On peut dire aussi de la frappe qu’elle est une configuration. Donner une configuration, continue Heidegger, implique de prendre pour fil conducteur et pour mesure une image au sens de l’original, du modèle. La chose qui est produite l’est le regard fixé sur l’é-vidence anticipée de ce qui est à former, à frapper. La configuration, ce qui prend forme d’après un modèle est, comme tel, une copie de l’original, continue-t-il.(136) Autre indication importante de Heidegger : «L’é-vidence anticipée, le prototype révèle la chose telle qu’elle est avant la production, et telle qu’elle doit apparaître une fois produite. L’é-vidence anticipée n’est pas encore manifestée extérieurement comme ce qui a reçu une frappe essentielle, comme ce qui est effectif, mais elle est une image issue de l’imag-ination, la phantasia disent les Grecs.»(136) Heidegger souligne que ce n’est point un hasard si Kant assigne également à la faculté d’imaginer une fonction insigne dans l’explicitation de l’objectivité de la connaissance.

L’éidos, en tant qu’é-vidence, anticipée dans l’imagination, de ce qui doit être frappé, nous livre la chose dans ce qu’elle était déjà et dans ce qu’elle est avant toute effectuation, continue Heidegger. C’est pourquoi dit-il, l’é-vidence anticipée, l’éidos sera également nommé to ti ên einai, ce qu’un étant était déjà. Ce qu’un étant était déjà, l’é-vidence à l’aune de laquelle la production est mesurée, est du même coup l’origine (génos) d’où provient proprement ce qui est frappé.(136) Donner figure, donner forme, produire signifie faire venir au jour, tirer de -. Ces attitudes peuvent être caractérisées à travers le comportement fondamental du Dasein, que Heidegger nomme le pro-duire. Toutefois, pro-duire signifie aussi mettre au jour, dans le là, de telle sorte que le produit se tienne de lui-même pour soi, et ainsi qu’il soit pro-jacent (upokeimenon).(138) Ce qui est de prime abord projacent, c’est l’ensemble formé par les choses d’usage. Le bien disponible, l’avoir, c’est l’étant au sens absolu, en grec, l’ousia.(138) Cependant le produire n’est pas le seul horizon de l’interprétation de l’existentia, souligne Heidegger. (139) Le présent-subsistant (existentia) se laisse saisir non seulement en référence à la disponibilité pour l’usage, mais aussi en référence au présent disponible que nous trouvons déjà là devant nous.
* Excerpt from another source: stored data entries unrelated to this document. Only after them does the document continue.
//! The per-client snapshot builder.
//!
//! Runs once per client per server tick, after the simulation has
//! finalized positions: resolves the client's potentially-visible and
//! potentially-hearable sets, walks all live entities in ascending slot
//! order, and appends the relevant subset into the shared history,
//! recording the run in the client's frame ring.

use smallvec::SmallVec;
use tracing::warn;

use crate::config::NetConfig;
use crate::game::entity::{EntityState, PlayerState, Solidity};
use crate::game::history::EntityHistory;
use crate::level::vis::ClusterSet;
use crate::level::Level;
use crate::net::client::{ClientFrame, ClientSlot};
use crate::net::protocol::MAX_AREA_BYTES;

/// Per-entity cluster cap before the builder falls back to a subtree test
pub const MAX_ENT_CLUSTERS: usize = 16;

/// Precomputed spatial membership of one entity
#[derive(Debug, Clone)]
pub enum ClusterMembership {
    /// The clusters the entity's leafs occupy, testable individually
    Clusters(SmallVec<[i32; MAX_ENT_CLUSTERS]>),
    /// The entity spans too many leafs; test its whole subtree instead
    Subtree(i32),
}

/// One row of the simulation's entity table, as consumed by the builder.
/// The simulation produces these; this core only reads them.
#[derive(Debug, Clone)]
pub struct ReplicatedEntity {
    /// Authoritative table index; the stable identity on the wire
    pub slot: u16,
    pub state: EntityState,
    /// Never replicated to any client
    pub server_private: bool,
    /// Areas the entity occupies; doors may legally straddle two.
    /// `-1` = unset.
    pub areas: [i32; 2],
    pub clusters: ClusterMembership,
    /// Owning entity, if any; a client's own missiles lose solidity so
    /// prediction does not collide with them
    pub owner: Option<u16>,
}

/// Cull accounting for one built frame
#[derive(Debug, Default, Clone)]
pub struct BuildStats {
    pub considered: usize,
    pub included: usize,
    pub culled_private: usize,
    pub culled_empty: usize,
    pub culled_area: usize,
    pub culled_vis: usize,
    pub culled_attenuated: usize,
    pub fixed_identities: usize,
    pub truncated: bool,
}

/// Builds client frames; owns the tick-scoped decompression scratch so no
/// per-call allocation happens. The scratch must not outlive the tick.
pub struct SnapshotBuilder {
    eye_margin: f32,
    audible_distance: f32,
    max_frame_entities: usize,
    pvs: ClusterSet,
    phs: ClusterSet,
}

impl SnapshotBuilder {
    pub fn new(level: &Level, config: &NetConfig) -> Self {
        let clusters = level.num_clusters().max(1);
        Self {
            eye_margin: config.eye_margin,
            audible_distance: config.audible_distance,
            max_frame_entities: config.max_frame_entities,
            pvs: ClusterSet::new(clusters),
            phs: ClusterSet::new(clusters),
        }
    }

    /// Decide which entities this client may know about for `tick` and
    /// record the frame. `entities` must iterate in ascending slot order —
    /// the delta encoder's merge depends on it.
    pub fn build_client_frame(
        &mut self,
        level: &Level,
        history: &mut EntityHistory,
        client: &mut ClientSlot,
        entities: &[ReplicatedEntity],
        player_state: PlayerState,
        tick: u32,
        now_ms: u64,
    ) -> BuildStats {
        let mut stats = BuildStats::default();

        // the eye box tolerates client-side prediction error, so the PVS
        // cannot flicker when the interpolated view crosses a cluster edge
        let eye = player_state.origin;
        level.fat_pvs(eye, self.eye_margin, &mut self.pvs);

        let eye_leaf = level.leaf(level.point_leaf(eye));
        let eye_area = eye_leaf.area;
        level.cluster_phs(eye_leaf.cluster, &mut self.phs);

        let mut area_buf = [0u8; MAX_AREA_BYTES];
        let area_len = level.write_area_bits(eye_area, &mut area_buf);

        let first_entity = history.next_index();
        let mut count: u16 = 0;
        let mut truncated = false;
        let mut prev_slot: i32 = -1;

        for entity in entities {
            debug_assert!(
                (entity.slot as i32) > prev_slot,
                "entity table must iterate in ascending slot order"
            );
            prev_slot = entity.slot as i32;
            stats.considered += 1;

            // the client's own entity skips every relevance test
            if entity.slot != client.entity_num {
                if entity.server_private {
                    stats.culled_private += 1;
                    continue;
                }
                if !entity.state.has_manifestation() {
                    stats.culled_empty += 1;
                    continue;
                }

                let connected = level.areas_connected(eye_area, entity.areas[0])
                    || (entity.areas[1] >= 0
                        && level.areas_connected(eye_area, entity.areas[1]));
                if !connected {
                    // blocked by a closed door
                    stats.culled_area += 1;
                    continue;
                }

                // sounds and one-shot events carry wherever the PHS says
                // they are hearable; everything else tests the fat PVS
                let set = if !entity.state.sound.is_none() || entity.state.event != 0 {
                    &self.phs
                } else {
                    &self.pvs
                };
                let relevant = match &entity.clusters {
                    ClusterMembership::Subtree(node) => level.subtree_visible(*node, set),
                    ClusterMembership::Clusters(clusters) => {
                        clusters.iter().any(|&cluster| set.contains(cluster))
                    }
                };
                if !relevant {
                    stats.culled_vis += 1;
                    continue;
                }

                // a bare sound source attenuates to nothing at range
                if entity.state.model.is_none()
                    && entity.state.effects == 0
                    && entity.state.solid == Solidity::Not
                    && eye.distance(entity.state.origin) > self.audible_distance
                {
                    stats.culled_attenuated += 1;
                    continue;
                }
            }

            if (count as usize) >= self.max_frame_entities {
                warn!(
                    tick,
                    client = %client.id,
                    cap = self.max_frame_entities,
                    "relevant entities exceed the frame cap, truncating"
                );
                truncated = true;
                break;
            }

            let mut state = entity.state;
            if state.number != entity.slot {
                // data-integrity bug elsewhere in the simulation; correct
                // it rather than fail the tick
                warn!(
                    stored = state.number,
                    slot = entity.slot,
                    "entity identity drifted from its table index, correcting"
                );
                state.number = entity.slot;
                stats.fixed_identities += 1;
            }
            if entity.owner == Some(client.entity_num) {
                state.solid = Solidity::Not;
            }

            history.push(state);
            count += 1;
            stats.included += 1;
        }

        client.frames.insert(
            tick as u64,
            ClientFrame {
                tick,
                player_state,
                area_bits: SmallVec::from_slice(&area_buf[..area_len]),
                first_entity,
                num_entities: count,
                sent_at_ms: now_ms,
            },
        );

        stats.truncated = truncated;
        stats
    }
}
Ce trouver-là-devant-soi le produit et l’étant subsistant, possède une vue qui lui est propre : la circonspection. La circonspection est la vue première; le voir théorique en est un mode dérivé. Cependant, pour des raisons qui ne sont pas élucidées écrit Heidegger, les Grecs ont déterminé primairement le mode d’accès au présent-subsistant au sens du trouver présent dans l’intuition, au sens de la réception intuitive, au sens du noein ou encore du théôrein.(139) «C’est à la faveur de cette attitude purement intuitive – qui n’est jamais qu’une modification du voir au sens de la circonspection, du comportement productif – que l’effectivité de l’effectif se révèle.»(140) Heidegger fait remarquer que nous trouvons déjà cette considération chez Parménide, pour qui percevoir, appréhender dans l’intuition(noein) – et être(enaï) au sens d’existence, d’effectivité, sont le même. La thèse de Kant selon laquelle l’effectivité est perception se trouve ainsi anticipée par Parménide.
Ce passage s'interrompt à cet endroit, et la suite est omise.